What you should do: Scan the entries that follow for the word "Reusing", then report every line in which it appears.

Extracted information:
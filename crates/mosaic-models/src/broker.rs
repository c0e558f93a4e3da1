//! Arbiter of which pipeline family is resident.
//!
//! Layered and image pipelines never coexist. A request reads and maps the new
//! snapshot first, then unloads the resident pipeline, then hands the weights
//! to a fresh engine: a snapshot that fails to parse leaves the resident
//! session untouched, and at most one engine holds weights at a time.
//!
//! The conditioning caches belong to the broker, so switching families does
//! not discard embeddings computed for the same model revision.

use mosaic_abstraction::{PipelineFamily, PipelineIdentity};
use mosaic_weights::{ComponentWeights, SnapshotLayout, WeightKeyMapper};
use std::path::{Path, PathBuf};
use std::sync::Arc;
use tokio::sync::Mutex;
use tracing::{debug, info, warn};

use crate::cache::ConditioningCaches;
use crate::config::{BrokerConfig, SessionConfig};
use crate::engine::EngineFactory;
use crate::error::Result;
use crate::resource::ResourceCachePolicy;
use crate::session::{ImageSession, LayeredSession, SessionCore, load_components};

/// What a resident session was created from. Equal requests reuse the session.
#[derive(Debug, Clone, PartialEq, Eq)]
struct SessionRequest {
    path: PathBuf,
    identity: PipelineIdentity,
    config: SessionConfig,
}

struct Resident<S> {
    request: SessionRequest,
    session: Arc<S>,
}

enum ResidentPipelineState {
    None,
    Layered(Resident<LayeredSession>),
    Image(Resident<ImageSession>),
}

struct BrokerState {
    resident: ResidentPipelineState,
    caches: Arc<ConditioningCaches>,
}

impl BrokerState {
    /// The shared caches, rebuilt when a request asks for another capacity.
    fn caches_for(&mut self, config: &SessionConfig) -> Arc<ConditioningCaches> {
        if self.caches.capacity() != config.max_cached_embeddings {
            info!(
                from = self.caches.capacity(),
                to = config.max_cached_embeddings,
                "Resizing conditioning caches"
            );
            self.caches = Arc::new(ConditioningCaches::new(config.max_cached_embeddings));
        }
        Arc::clone(&self.caches)
    }
}

impl ResidentPipelineState {
    const fn family(&self) -> Option<PipelineFamily> {
        match self {
            Self::None => None,
            Self::Layered(_) => Some(PipelineFamily::Layered),
            Self::Image(_) => Some(PipelineFamily::Image),
        }
    }
}

/// Creates, hands out and unloads pipeline sessions.
///
/// All requests and unloads are serialized in arrival order.
pub struct ModelSessionBroker {
    config: BrokerConfig,
    factory: Arc<dyn EngineFactory>,
    mapper: WeightKeyMapper,
    state: Mutex<BrokerState>,
}

impl ModelSessionBroker {
    /// Create a broker with nothing resident.
    ///
    /// # Errors
    /// Returns `SessionError::Config` if the configuration is invalid.
    pub fn new(config: BrokerConfig, factory: Arc<dyn EngineFactory>) -> Result<Self> {
        config.validate()?;
        let caches = Arc::new(ConditioningCaches::new(config.session.max_cached_embeddings));
        Ok(Self {
            mapper: WeightKeyMapper::new(config.channel_order),
            config,
            factory,
            state: Mutex::new(BrokerState { resident: ResidentPipelineState::None, caches }),
        })
    }

    #[must_use]
    pub const fn config(&self) -> &BrokerConfig {
        &self.config
    }

    /// The family currently resident, if any.
    pub async fn resident_family(&self) -> Option<PipelineFamily> {
        self.state.lock().await.resident.family()
    }

    /// Drop cached conditioning of every revision of a model. Returns the
    /// number of entries removed.
    pub async fn invalidate_model(&self, model_id: &str) -> usize {
        let state = self.state.lock().await;
        let removed = state.caches.invalidate_model(model_id);
        debug!(model_id, removed, "Invalidated cached conditioning");
        removed
    }

    /// Get a layered session for a snapshot, loading it if needed.
    ///
    /// # Errors
    /// Returns an error if the configuration is invalid, the snapshot cannot be
    /// loaded, or the engine rejects the weights. A snapshot that cannot be read
    /// leaves the resident session in place; an engine rejection happens after
    /// the unload and leaves nothing resident.
    pub async fn request_layered_session(
        &self,
        path: impl AsRef<Path>,
        identity: PipelineIdentity,
        config: SessionConfig,
    ) -> Result<Arc<LayeredSession>> {
        config.validate()?;
        let request = SessionRequest { path: path.as_ref().to_path_buf(), identity, config };

        let mut state = self.state.lock().await;
        if let ResidentPipelineState::Layered(resident) = &state.resident {
            if resident.request == request {
                debug!(model_id = %request.identity.model_id, "Reusing resident layered session");
                return Ok(Arc::clone(&resident.session));
            }
        }

        let (layout, components) = self.read_snapshot(PipelineFamily::Layered, &request).await?;
        self.unload_resident(&mut state.resident).await;
        let caches = state.caches_for(&request.config);
        let core = self.start_session(PipelineFamily::Layered, &request, layout, components, caches).await?;
        let session = Arc::new(LayeredSession::new(core));
        state.resident = ResidentPipelineState::Layered(Resident { request, session: Arc::clone(&session) });
        Ok(session)
    }

    /// Get an image session for a snapshot, loading it if needed.
    ///
    /// # Errors
    /// Returns an error if the configuration is invalid, the snapshot cannot be
    /// loaded, or the engine rejects the weights. Failures leave the resident
    /// state as described for [`Self::request_layered_session`].
    pub async fn request_image_session(
        &self,
        path: impl AsRef<Path>,
        identity: PipelineIdentity,
        config: SessionConfig,
    ) -> Result<Arc<ImageSession>> {
        config.validate()?;
        let request = SessionRequest { path: path.as_ref().to_path_buf(), identity, config };

        let mut state = self.state.lock().await;
        if let ResidentPipelineState::Image(resident) = &state.resident {
            if resident.request == request {
                debug!(model_id = %request.identity.model_id, "Reusing resident image session");
                return Ok(Arc::clone(&resident.session));
            }
        }

        let (layout, components) = self.read_snapshot(PipelineFamily::Image, &request).await?;
        self.unload_resident(&mut state.resident).await;
        let caches = state.caches_for(&request.config);
        let core = self.start_session(PipelineFamily::Image, &request, layout, components, caches).await?;
        let session = Arc::new(ImageSession::new(core));
        state.resident = ResidentPipelineState::Image(Resident { request, session: Arc::clone(&session) });
        Ok(session)
    }

    /// Unload a family. Does nothing if it is not resident.
    pub async fn unload(&self, family: PipelineFamily) {
        let mut state = self.state.lock().await;
        if state.resident.family() == Some(family) {
            self.unload_resident(&mut state.resident).await;
        } else {
            debug!(%family, "Nothing to unload");
        }
    }

    /// Unload whatever is resident.
    pub async fn unload_all(&self) {
        let mut state = self.state.lock().await;
        self.unload_resident(&mut state.resident).await;
    }

    fn policy_for(&self, config: &SessionConfig) -> ResourceCachePolicy {
        ResourceCachePolicy::new(self.config.resource_preset)
            .with_limit(self.config.compute_cache_limit)
            .with_limit(config.compute_cache_limit)
    }

    async fn unload_resident(&self, state: &mut ResidentPipelineState) {
        match std::mem::replace(state, ResidentPipelineState::None) {
            ResidentPipelineState::None => {}
            ResidentPipelineState::Layered(resident) => {
                self.shutdown(resident.session.core(), &resident.request).await;
            }
            ResidentPipelineState::Image(resident) => {
                self.shutdown(resident.session.core(), &resident.request).await;
            }
        }
    }

    async fn shutdown(&self, core: &SessionCore, request: &SessionRequest) {
        if let Some(engine) = core.shutdown().await {
            self.policy_for(&request.config).clear(engine.as_ref());
            info!(
                family = %core.family(),
                model_id = %request.identity.model_id,
                "Unloaded pipeline"
            );
        }
    }

    /// Parse headers, map keys and resolve quantization without touching the
    /// resident session.
    async fn read_snapshot(
        &self,
        family: PipelineFamily,
        request: &SessionRequest,
    ) -> Result<(SnapshotLayout, Vec<ComponentWeights>)> {
        info!(
            %family,
            model_id = %request.identity.model_id,
            revision = %request.identity.revision,
            path = %request.path.display(),
            "Loading pipeline"
        );

        let layout = SnapshotLayout::new(&request.path);
        let components = load_components(layout.clone(), family.components().to_vec(), self.mapper)
            .await
            .inspect_err(|e| warn!(%family, error = %e, "Snapshot unreadable, keeping resident pipeline"))?;
        Ok((layout, components))
    }

    async fn start_session(
        &self,
        family: PipelineFamily,
        request: &SessionRequest,
        layout: SnapshotLayout,
        components: Vec<ComponentWeights>,
        caches: Arc<ConditioningCaches>,
    ) -> Result<SessionCore> {
        let engine = self.factory.create(family);
        let mut quantization = None;
        for component in components {
            if component.kind.is_transformer() {
                quantization = Some(component.quantization.descriptor());
            }
            if let Err(e) = engine.load_weights(component).await {
                warn!(engine_id = engine.engine_id(), error = %e, "Engine rejected weights");
                engine.unload().await;
                return Err(e.into());
            }
        }

        self.policy_for(&request.config).apply(engine.as_ref());
        let quantization = quantization.unwrap_or_else(|| "unquantized".to_string());
        info!(%family, engine_id = engine.engine_id(), %quantization, "Pipeline resident");

        Ok(SessionCore::new(
            family,
            request.identity.clone(),
            layout,
            self.mapper,
            request.config.clone(),
            quantization,
            caches,
            engine,
        ))
    }
}

impl std::fmt::Debug for ModelSessionBroker {
    fn fmt(&self, f: &mut std::fmt::Formatter<'_>) -> std::fmt::Result {
        f.debug_struct("ModelSessionBroker").field("config", &self.config).finish_non_exhaustive()
    }
}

The completed task:
                debug!(model_id = %request.identity.model_id, "Reusing resident layered session");
                debug!(model_id = %request.identity.model_id, "Reusing resident image session");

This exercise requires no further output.